L. A. Boatner Oak Ridge National Laboratory, Oak Ridge, Tennessee 37831-6056

R. C. Ewing Department of Earth and Planetary Sciences, University of New Mexico, Albuquerque, New Mexico 87131-1116 (Received 3 October 1996; accepted 21 March 1997)

Synthetic LaPO4 , ScPO4 , and crystalline natural zircon (ZrSiO4 ) from Mud Tanks, Australia were irradiated by 1.5 MeV Kr1 ions until complete amorphization occurred as indicated by the absence of electron-diffraction maxima. The resulting amorphous materials were subsequently irradiated by an 80 to 300 keV electron beam in the transmission electron microscope at temperatures between 130 and 800 K, and the resulting microstructural changes were monitored in situ. Thermal anneals in the range of 500 to 600 K were also conducted to compare the thermally induced microstructural development with that produced by the electron irradiations. Amorphous LaPO4 and ScPO4 annealed to form a randomly oriented polycrystalline assemblage of the same composition as the original material, but zircon recrystallized to ZrO2 (zirconia) 1 amorphous SiO2 for all beam energies and temperatures investigated.

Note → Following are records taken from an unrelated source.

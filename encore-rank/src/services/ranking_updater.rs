//! RankingUpdater: folds completed sessions into a user's aggregate
//!
//! Each update is a read-modify-write of one `performance_records` row.
//! Two guards keep concurrent sessions for the same user from losing an
//! update:
//! - an in-process lock per user id, so same-user updates queue up
//! - `BEGIN IMMEDIATE`, so the SQLite write lock is held from the read
//!   through the write and another process cannot interleave
//!
//! The transaction is a tracked `sqlx::Transaction`: if the update fails,
//! panics or is dropped before `COMMIT`, it is rolled back before the
//! connection is reused.
//!
//! Updates for different users only contend on the SQLite write lock.

use crate::db::{performance, sessions, songs, users};
use crate::db::sessions::NewSession;
use crate::services::keyed_lock::KeyedLocks;
use encore_common::db::{PerformanceRecord, UserId};
use encore_common::{Error, Result};
use sqlx::{SqliteConnection, SqlitePool};
use tracing::{debug, info, warn};

/// Longest single session accepted, in seconds
pub const MAX_SESSION_DURATION_SECS: i64 = 24 * 60 * 60;

#[derive(Clone)]
pub struct RankingUpdater {
    db: SqlitePool,
    locks: KeyedLocks<UserId>,
}

impl RankingUpdater {
    pub fn new(db: SqlitePool) -> Self {
        Self {
            db,
            locks: KeyedLocks::new(),
        }
    }

    /// Fold one session's score and duration into `user_id`'s record.
    ///
    /// Creates the record on the first session. Fails with `NotFound` for
    /// an unknown user, in which case nothing is written.
    pub async fn record_session(&self, user_id: UserId, score: i64, duration_secs: i64) -> Result<()> {
        validate(score, duration_secs)?;
        self.run_update(user_id, score, duration_secs, None).await?;
        Ok(())
    }

    /// Append a session to the history and fold it into the aggregate in
    /// one transaction. Returns the new session id.
    pub async fn record_practice(&self, session: NewSession) -> Result<i64> {
        validate(session.score, session.duration_secs)?;
        let (user_id, score, duration_secs) = (session.user_id, session.score, session.duration_secs);
        let session_id = self
            .run_update(user_id, score, duration_secs, Some(session))
            .await?;
        session_id.ok_or_else(|| Error::Internal("session insert returned no id".to_string()))
    }

    async fn run_update(
        &self,
        user_id: UserId,
        score: i64,
        duration_secs: i64,
        session: Option<NewSession>,
    ) -> Result<Option<i64>> {
        // Detached so a dropped HTTP request cannot abandon the connection
        // between BEGIN and COMMIT
        let task = tokio::spawn(locked_update(
            self.db.clone(),
            self.locks.clone(),
            user_id,
            score,
            duration_secs,
            session,
        ));

        task.await
            .map_err(|e| Error::Internal(format!("ranking update task failed: {}", e)))?
    }
}

async fn locked_update(
    db: SqlitePool,
    locks: KeyedLocks<UserId>,
    user_id: UserId,
    score: i64,
    duration_secs: i64,
    session: Option<NewSession>,
) -> Result<Option<i64>> {
    let _guard = locks.lock(user_id).await;
    let mut tx = db.begin_with("BEGIN IMMEDIATE").await?;

    // An error drops `tx` uncommitted, which rolls it back
    let session_id = apply(&mut *tx, user_id, score, duration_secs, session.as_ref()).await?;
    tx.commit().await?;
    Ok(session_id)
}

fn validate(score: i64, duration_secs: i64) -> Result<()> {
    if score < 0 {
        return Err(Error::InvalidInput(format!("score must not be negative: {}", score)));
    }
    if duration_secs < 0 {
        return Err(Error::InvalidInput(format!(
            "duration must not be negative: {}",
            duration_secs
        )));
    }
    if duration_secs > MAX_SESSION_DURATION_SECS {
        return Err(Error::InvalidInput(format!(
            "duration exceeds {} seconds: {}",
            MAX_SESSION_DURATION_SECS, duration_secs
        )));
    }
    Ok(())
}

async fn apply(
    conn: &mut SqliteConnection,
    user_id: UserId,
    score: i64,
    duration_secs: i64,
    session: Option<&NewSession>,
) -> Result<Option<i64>> {
    if !users::exists(&mut *conn, user_id).await? {
        warn!("Ranking update rejected, unknown user: user_id={}", user_id);
        return Err(Error::NotFound(format!("user {}", user_id)));
    }

    let session_id = match session {
        Some(session) => {
            if !songs::exists(&mut *conn, session.song_id).await? {
                warn!("Session rejected, unknown song: song_id={}", session.song_id);
                return Err(Error::NotFound(format!("song {}", session.song_id)));
            }
            Some(sessions::insert(&mut *conn, session).await?)
        }
        None => None,
    };

    let updated = match performance::get(&mut *conn, user_id).await? {
        Some(existing) => existing.with_session(score, duration_secs)?,
        None => {
            info!("Creating performance record: user_id={}", user_id);
            PerformanceRecord::first(user_id, score, duration_secs)
        }
    };
    performance::upsert(&mut *conn, &updated).await?;

    debug!(
        "Performance updated: user_id={}, total_try={}, average_score={}, total_play_time={}",
        updated.user_id, updated.total_try, updated.average_score, updated.total_play_time
    );
    Ok(session_id)
}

The rate of crystallization increased in the order: zircon, ScPO4 , LaPO4 . Submicrometer tracks of crystallites having a width equal to that of the electron beam could be “drawn” on the amorphous substrate. In contrast, thermal annealing resulted in epitaxial recrystallization from the thick edges of the TEM samples. Electron-irradiation-induced nucleation and growth in these materials can be explained by a combination of radiation-enhanced diffusion as a result of ionization processes and a strong thermodynamic driving force for crystallization. The structure of the amorphous orthophosphates may be less rigid than that of their silicate analogues because of the lower coordination across the PO4 tetrahedron, and thus a lower energy is required for reorientation and recrystallization. The more highly constrained monazite structure-type recovers at a lower electron dose than the zircon structure-type, consistent with recent models used to predict the crystalline-to-amorphous transition as a result of ion irradiation.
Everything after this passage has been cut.